■ ENTRIES SUPPLIED ■
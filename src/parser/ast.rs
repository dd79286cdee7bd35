use serde::{Deserialize, Serialize};

/// A parsed compile unit
#[derive(Debug, Clone, PartialEq, Serialize, Deserialize)]
pub struct Program {
    /// Name of the compile unit (usually a file name)
    pub name: String,
    /// Raw source text as submitted
    pub source: String,
    /// Top-level statements
    pub statements: Vec<Statement>,
    /// Struct declarations, in source order
    pub structs: Vec<StructDef>,
}

/// A `struct` declaration
#[derive(Debug, Clone, PartialEq, Serialize, Deserialize)]
pub struct StructDef {
    /// Struct name
    pub name: String,
    /// Field names in declaration order
    pub fields: Vec<String>,
    /// Line of the declaration
    pub line: usize,
}

/// A statement with its source span
#[derive(Debug, Clone, PartialEq, Serialize, Deserialize)]
pub struct Statement {
    /// What the statement is
    pub kind: StatementKind,
    /// First line in the original source
    pub start_line: usize,
    /// Last line in the original source
    pub end_line: usize,
}

impl Statement {
    /// Creates a statement spanning `start_line..=end_line`
    pub fn new(kind: StatementKind, start_line: usize, end_line: usize) -> Self {
        Statement {
            kind,
            start_line,
            end_line,
        }
    }
}

/// Statement types
#[derive(Debug, Clone, PartialEq, Serialize, Deserialize)]
pub enum StatementKind {
    /// `def name(params) ... end`
    FunctionDef {
        name: String,
        params: Vec<String>,
        body: Vec<Statement>,
    },

    /// `test "name" ... end`
    TestDef { name: String, body: Vec<Statement> },

    /// `bench "name" ... end`
    BenchDef { name: String, body: Vec<Statement> },

    /// `if` with any number of `elsif` clauses and an optional `else`
    If {
        cond: Expr,
        then_body: Vec<Statement>,
        elsifs: Vec<(Expr, Vec<Statement>)>,
        else_body: Option<Vec<Statement>>,
    },

    /// `while cond ... end`
    While { cond: Expr, body: Vec<Statement> },

    /// `for var in iterable` or `for var, value_var in iterable`
    ///
    /// With one variable, arrays bind the element and hashes the key. With
    /// two, `var` receives the index or key and `value_var` the element.
    For {
        var: String,
        value_var: Option<String>,
        iterable: Expr,
        body: Vec<Statement>,
    },

    /// `return [expr]`
    Return(Option<Expr>),

    /// `break`
    Break,

    /// `next`
    Next,

    /// `name = value`
    Assign { name: String, value: Expr },

    /// `target[index] = value`
    IndexAssign {
        target: Expr,
        index: Expr,
        value: Expr,
    },

    /// `target.field = value`
    DotAssign {
        target: Expr,
        field: String,
        value: Expr,
    },

    /// Expression evaluated for its effect (or as an implicit result)
    ExprStmt(Expr),

    /// `use "module"`
    Use { module: String },

    /// `import "go/package/path" [as alias]`
    Import { path: String, alias: Option<String> },

    /// `require "path" [as alias]`
    Require { path: String, alias: Option<String> },
}

/// Expressions
#[derive(Debug, Clone, PartialEq, Serialize, Deserialize)]
pub enum Expr {
    /// Call of any callee with positional arguments
    Call { callee: Box<Expr>, args: Vec<Expr> },
    /// Variable or function reference
    Ident(String),
    /// `object.field`
    Dot { object: Box<Expr>, field: String },

    // Literals
    StringLit(String),
    IntLit(i64),
    FloatLit(f64),
    BoolLit(bool),
    NilLit,

    /// Binary operation
    Binary {
        op: BinaryOp,
        left: Box<Expr>,
        right: Box<Expr>,
    },
    /// Unary operation
    Unary { op: UnaryOp, operand: Box<Expr> },

    /// `[a, b, c]`
    ArrayLit(Vec<Expr>),
    /// `{k => v}` / `{name: v}`; pairs in source order
    HashLit(Vec<(Expr, Expr)>),
    /// `object[index]`
    Index { object: Box<Expr>, index: Box<Expr> },

    /// `fn(params) ... end`
    Lambda {
        params: Vec<String>,
        body: Vec<Statement>,
    },
    /// `try expr [or default | rescue name ... end]`
    Try {
        expr: Box<Expr>,
        handler: TryHandler,
    },
    /// `spawn ... end`
    Spawn { body: Vec<Statement> },
    /// `parallel ... end`
    Parallel { body: Vec<Statement> },
}

/// Recovery attached to a `try` expression
#[derive(Debug, Clone, PartialEq, Serialize, Deserialize)]
pub enum TryHandler {
    /// Failure yields nil
    None,
    /// Failure yields the default expression
    Or(Box<Expr>),
    /// Failure runs the block with the message bound to `name`
    Rescue { name: String, body: Vec<Statement> },
}

/// Binary operators
#[derive(Debug, Clone, Copy, PartialEq, Eq, Serialize, Deserialize)]
pub enum BinaryOp {
    // Arithmetic
    Add,
    Sub,
    Mul,
    Div,
    Mod,

    // Comparison
    Eq,
    NotEq,
    Lt,
    Gt,
    LtEq,
    GtEq,

    // Logical
    And,
    Or,
}

impl BinaryOp {
    /// Operator for a source symbol
    pub fn from_symbol(symbol: &str) -> Option<Self> {
        Some(match symbol {
            "+" => BinaryOp::Add,
            "-" => BinaryOp::Sub,
            "*" => BinaryOp::Mul,
            "/" => BinaryOp::Div,
            "%" => BinaryOp::Mod,
            "==" => BinaryOp::Eq,
            "!=" => BinaryOp::NotEq,
            "<" => BinaryOp::Lt,
            ">" => BinaryOp::Gt,
            "<=" => BinaryOp::LtEq,
            ">=" => BinaryOp::GtEq,
            "&&" => BinaryOp::And,
            "||" => BinaryOp::Or,
            _ => return None,
        })
    }

    /// Source symbol
    pub fn symbol(&self) -> &'static str {
        match self {
            BinaryOp::Add => "+",
            BinaryOp::Sub => "-",
            BinaryOp::Mul => "*",
            BinaryOp::Div => "/",
            BinaryOp::Mod => "%",
            BinaryOp::Eq => "==",
            BinaryOp::NotEq => "!=",
            BinaryOp::Lt => "<",
            BinaryOp::Gt => ">",
            BinaryOp::LtEq => "<=",
            BinaryOp::GtEq => ">=",
            BinaryOp::And => "&&",
            BinaryOp::Or => "||",
        }
    }
}

/// Unary operators
#[derive(Debug, Clone, Copy, PartialEq, Eq, Serialize, Deserialize)]
pub enum UnaryOp {
    /// `!`
    Not,
    /// `-`
    Neg,
}

impl UnaryOp {
    /// Operator for a source symbol
    pub fn from_symbol(symbol: &str) -> Option<Self> {
        match symbol {
            "!" => Some(UnaryOp::Not),
            "-" => Some(UnaryOp::Neg),
            _ => None,
        }
    }
}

■ EXERCISE PROMPT ■
Take the entries above and copy out all lines with the string "StructDef".

■ RESULT ■
    pub structs: Vec<StructDef>,
pub struct StructDef {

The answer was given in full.